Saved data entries
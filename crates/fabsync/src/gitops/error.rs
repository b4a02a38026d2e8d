//! GitOps engine error types.

use std::path::PathBuf;
use thiserror::Error;

use super::alert::AlertError;
use super::cluster::ClusterError;
use super::lifecycle::TransitionError;
use super::source::SourceError;
use crate::db::DatabaseError;

/// Errors that can occur while reconciling.
#[derive(Error, Debug)]
pub enum GitOpsError {
    #[error("Source error: {0}")]
    Source(#[from] SourceError),

    #[error("Cluster error: {0}")]
    Cluster(#[from] ClusterError),

    #[error("Database error: {0}")]
    Database(#[from] DatabaseError),

    #[error("Transition rejected: {0}")]
    Transition(#[from] TransitionError),

    #[error("Alert error: {0}")]
    Alert(#[from] AlertError),

    #[error("Failed to parse YAML in '{path}': {message}")]
    ParseYaml { path: PathBuf, message: String },

    #[error("Failed to serialize YAML: {0}")]
    SerializeYaml(String),

    #[error("Invalid resource in '{path}': {message}")]
    InvalidResource { path: PathBuf, message: String },

    #[error("Resource not found: {0}")]
    ResourceNotFound(String),

    #[error("Concurrent updates to {0} did not settle")]
    Contention(String),

    #[error("Cannot run {action}: {reason}")]
    ActionRejected { action: String, reason: String },

    #[error("{action} timed out after {secs}s")]
    ActionTimeout { action: String, secs: u64 },

    #[error("Reconciliation cancelled")]
    Cancelled,

    #[error("Watch error: {0}")]
    WatchError(String),

    #[error("Background task failed: {0}")]
    Join(String),
}

impl From<serde_yaml::Error> for GitOpsError {
    fn from(err: serde_yaml::Error) -> Self {
        GitOpsError::SerializeYaml(err.to_string())
    }
}

impl GitOpsError {
    /// Returns true if the error is likely transient and the operation can be retried.
    pub fn is_retryable(&self) -> bool {
        match self {
            GitOpsError::Source(e) => e.is_retryable(),
            GitOpsError::Cluster(e) => e.is_retryable(),
            GitOpsError::Database(e) => e.is_conflict(),
            GitOpsError::ActionTimeout { .. } => true,
            _ => false,
        }
    }
}

/// Result type for GitOps operations.
pub type Result<T> = std::result::Result<T, GitOpsError>;
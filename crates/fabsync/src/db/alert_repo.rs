//! Alert repository: CRUD for the `alerts` table.
//!
//! Alerts are never deleted. At most one open alert exists per condition
//! (fabric, type, resource, subject); the table enforces it with a partial
//! unique index.

use rusqlite::{params, Connection, OptionalExtension, Row};

use super::{
    format_time, parse_json, parse_opt_text, parse_opt_time, parse_text, parse_time, to_json,
    Database, DatabaseError,
};
use crate::gitops::alert::{Alert, AlertType};

fn from_row(row: &Row<'_>) -> Result<Alert, rusqlite::Error> {
    Ok(Alert {
        id: row.get("id")?,
        fabric_id: row.get("fabric_id")?,
        resource_id: row.get("resource_id")?,
        resource_kind: parse_opt_text(row, "resource_kind")?,
        resource_name: row.get("resource_name")?,
        subject: row.get("subject")?,
        alert_type: parse_text(row, "alert_type")?,
        severity: parse_text(row, "severity")?,
        status: parse_text(row, "status")?,
        priority: row.get("priority")?,
        message: row.get("message")?,
        details: parse_json(row, "details")?,
        created_at: parse_time(row, "created_at")?,
        acknowledged_at: parse_opt_time(row, "acknowledged_at")?,
        acknowledged_by: row.get("acknowledged_by")?,
        resolved_at: parse_opt_time(row, "resolved_at")?,
        resolved_by: row.get("resolved_by")?,
        resolved_action: parse_opt_text(row, "resolved_action")?,
        suppression_reason: row.get("suppression_reason")?,
        batch_id: row.get("batch_id")?,
    })
}

pub fn insert(db: &Database, alert: &Alert) -> Result<(), DatabaseError> {
    db.with_conn(|conn| insert_in(conn, alert))
}

pub(crate) fn insert_in(conn: &Connection, alert: &Alert) -> Result<(), DatabaseError> {
    conn.execute(
        "INSERT INTO alerts (id, fabric_id, resource_id, resource_kind, resource_name, subject,
         alert_type, severity, status, priority, message, details, created_at, acknowledged_at,
         acknowledged_by, resolved_at, resolved_by, resolved_action, suppression_reason, batch_id)
         VALUES (?1, ?2, ?3, ?4, ?5, ?6, ?7, ?8, ?9, ?10, ?11, ?12, ?13, ?14, ?15, ?16, ?17, ?18,
         ?19, ?20)",
        params![
            alert.id,
            alert.fabric_id,
            alert.resource_id,
            alert.resource_kind.map(|k| k.as_str()),
            alert.resource_name,
            alert.subject,
            alert.alert_type.as_str(),
            alert.severity.as_str(),
            alert.status.as_str(),
            alert.priority,
            alert.message,
            to_json(alert.details.as_ref())?,
            format_time(&alert.created_at),
            alert.acknowledged_at.as_ref().map(format_time),
            alert.acknowledged_by,
            alert.resolved_at.as_ref().map(format_time),
            alert.resolved_by,
            alert.resolved_action.map(|a| a.as_str()),
            alert.suppression_reason,
            alert.batch_id,
        ],
    )?;
    Ok(())
}

/// Overwrites the mutable fields of an alert.
pub fn update(db: &Database, alert: &Alert) -> Result<(), DatabaseError> {
    db.with_conn(|conn| update_in(conn, alert))
}

pub(crate) fn update_in(conn: &Connection, alert: &Alert) -> Result<(), DatabaseError> {
    let changed = conn.execute(
        "UPDATE alerts SET severity=?2, status=?3, priority=?4, message=?5, details=?6,
         acknowledged_at=?7, acknowledged_by=?8, resolved_at=?9, resolved_by=?10,
         resolved_action=?11, suppression_reason=?12, batch_id=?13
         WHERE id=?1",
        params![
            alert.id,
            alert.severity.as_str(),
            alert.status.as_str(),
            alert.priority,
            alert.message,
            to_json(alert.details.as_ref())?,
            alert.acknowledged_at.as_ref().map(format_time),
            alert.acknowledged_by,
            alert.resolved_at.as_ref().map(format_time),
            alert.resolved_by,
            alert.resolved_action.map(|a| a.as_str()),
            alert.suppression_reason,
            alert.batch_id,
        ],
    )?;
    if changed == 0 {
        return Err(DatabaseError::NotFound(alert.id.clone()));
    }
    Ok(())
}

pub fn find_by_id(db: &Database, id: &str) -> Result<Option<Alert>, DatabaseError> {
    db.with_conn(|conn| {
        conn.query_row("SELECT * FROM alerts WHERE id = ?1", params![id], from_row)
            .optional()
            .map_err(DatabaseError::from)
    })
}

/// The open alert for a condition, if one exists.
pub(crate) fn find_open_in(
    conn: &Connection,
    fabric_id: &str,
    alert_type: AlertType,
    resource_id: Option<&str>,
    subject: &str,
) -> Result<Option<Alert>, DatabaseError> {
    conn.query_row(
        "SELECT * FROM alerts WHERE fabric_id = ?1 AND alert_type = ?2
         AND COALESCE(resource_id, '') = COALESCE(?3, '') AND subject = ?4
         AND status IN ('ACTIVE', 'ACKNOWLEDGED')",
        params![fabric_id, alert_type.as_str(), resource_id, subject],
        from_row,
    )
    .optional()
    .map_err(DatabaseError::from)
}

/// Open alerts of a fabric, highest stored priority first.
pub fn list_open(db: &Database, fabric_id: &str) -> Result<Vec<Alert>, DatabaseError> {
    db.with_conn(|conn| list_open_in(conn, fabric_id))
}

pub(crate) fn list_open_in(conn: &Connection, fabric_id: &str) -> Result<Vec<Alert>, DatabaseError> {
    let mut stmt = conn.prepare(
        "SELECT * FROM alerts WHERE fabric_id = ?1 AND status IN ('ACTIVE', 'ACKNOWLEDGED')
         ORDER BY severity = 'CRITICAL' DESC, priority, created_at",
    )?;
    let rows = stmt.query_map(params![fabric_id], from_row)?;
    rows.collect::<Result<Vec<_>, _>>().map_err(DatabaseError::from)
}

/// Every alert ever raised for a resource, oldest first.
pub fn list_for_resource(db: &Database, resource_id: &str) -> Result<Vec<Alert>, DatabaseError> {
    db.with_conn(|conn| {
        let mut stmt =
            conn.prepare("SELECT * FROM alerts WHERE resource_id = ?1 ORDER BY created_at")?;
        let rows = stmt.query_map(params![resource_id], from_row)?;
        rows.collect::<Result<Vec<_>, _>>().map_err(DatabaseError::from)
    })
}

/// Open alerts attached to a resource.
pub(crate) fn list_open_for_resource_in(
    conn: &Connection,
    resource_id: &str,
) -> Result<Vec<Alert>, DatabaseError> {
    let mut stmt = conn.prepare(
        "SELECT * FROM alerts WHERE resource_id = ?1 AND status IN ('ACTIVE', 'ACKNOWLEDGED')
         ORDER BY created_at",
    )?;
    let rows = stmt.query_map(params![resource_id], from_row)?;
    rows.collect::<Result<Vec<_>, _>>().map_err(DatabaseError::from)
}

pub fn list_all(db: &Database, fabric_id: &str) -> Result<Vec<Alert>, DatabaseError> {
    db.with_conn(|conn| {
        let mut stmt =
            conn.prepare("SELECT * FROM alerts WHERE fabric_id = ?1 ORDER BY created_at")?;
        let rows = stmt.query_map(params![fabric_id], from_row)?;
        rows.collect::<Result<Vec<_>, _>>().map_err(DatabaseError::from)
    })
}
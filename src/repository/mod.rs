// ==========================================
// 建筑材料清单系统 - 数据仓储层
// ==========================================
// 职责: buildings 表的数据访问
// 红线: 不含业务逻辑，只负责数据访问
// ==========================================

pub mod building_repo;
pub mod error;

// 重导出
pub use building_repo::BuildingRepository;
pub use error::{RepositoryError, RepositoryResult};
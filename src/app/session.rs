// ==========================================
// ChecklistSession - 清单编辑会话
// ==========================================
// 单用户单会话模型: 同一时刻只编辑一份清单，
// 它是去抖写入之外唯一的共享可变状态
// ==========================================

use crate::domain::{Building, ChecklistRow, ChecklistTotals};
use crate::engine::{compute_totals, effective_checklist, toggle_gathered, update_gathered_by};

/// 清单编辑会话
///
/// 打开时按"已存非空快照优先、否则派生默认值"计算工作清单；
/// 打开本身不触发任何写入。
pub struct ChecklistSession {
    /// 所属建筑 id
    pub building_id: String,

    /// 工作清单（编辑的就是这一份）
    pub rows: Vec<ChecklistRow>,
}

impl ChecklistSession {
    /// 按建筑记录打开编辑会话
    pub fn open(building: &Building) -> Self {
        Self {
            building_id: building.id.clone(),
            rows: effective_checklist(&building.materials, building.checklist.as_deref()),
        }
    }

    /// 翻转某材料的收集标记
    ///
    /// 返回是否有行被修改（无匹配行时 false，调用方不触发保存）。
    pub fn toggle_gathered(&mut self, item: &str) -> bool {
        toggle_gathered(&mut self.rows, item)
    }

    /// 更新某材料的收集人
    pub fn update_gathered_by(&mut self, item: &str, value: &str) -> bool {
        update_gathered_by(&mut self.rows, item, value)
    }

    /// 当前汇总
    pub fn totals(&self) -> ChecklistTotals {
        compute_totals(&self.rows)
    }

    /// 当前快照（交给去抖写入器）
    pub fn snapshot(&self) -> Vec<ChecklistRow> {
        self.rows.clone()
    }
}
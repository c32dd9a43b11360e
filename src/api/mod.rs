// ==========================================
// 建筑材料清单系统 - API 层
// ==========================================
// 职责: 面向应用层的业务接口
// ==========================================

pub mod building_api;
pub mod checklist_saver;
pub mod error;

// 重导出
pub use building_api::{BuildingApi, CreateBuildingRequest};
pub use checklist_saver::{ChecklistSaver, ChecklistStore};
pub use error::{ApiError, ApiResult};
// ==========================================
// 建筑材料清单系统 - 引擎层
// ==========================================
// 职责: 库存单位换算 + 清单初始化/合并/变更规则
// 红线: 纯计算，无 I/O，无共享可变状态
// ==========================================

pub mod checklist;
pub mod conversion;

// 重导出
pub use checklist::{
    compute_totals, effective_checklist, init_checklist, toggle_gathered, update_gathered_by,
};
pub use conversion::{to_shulkers, to_stacks, SHULKER_STACKS, STACK_SIZE};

*WHAT TO DO*: For the word "stmt", show every line of the entries that holds it.

*YOUR RESPONSE*:
    let mut stmt = conn.prepare(
    let rows = stmt.query_map(params![fabric_id], from_row)?;
        let mut stmt =
        let rows = stmt.query_map(params![resource_id], from_row)?;
    let mut stmt = conn.prepare(
    let rows = stmt.query_map(params![resource_id], from_row)?;
        let mut stmt =
        let rows = stmt.query_map(params![fabric_id], from_row)?;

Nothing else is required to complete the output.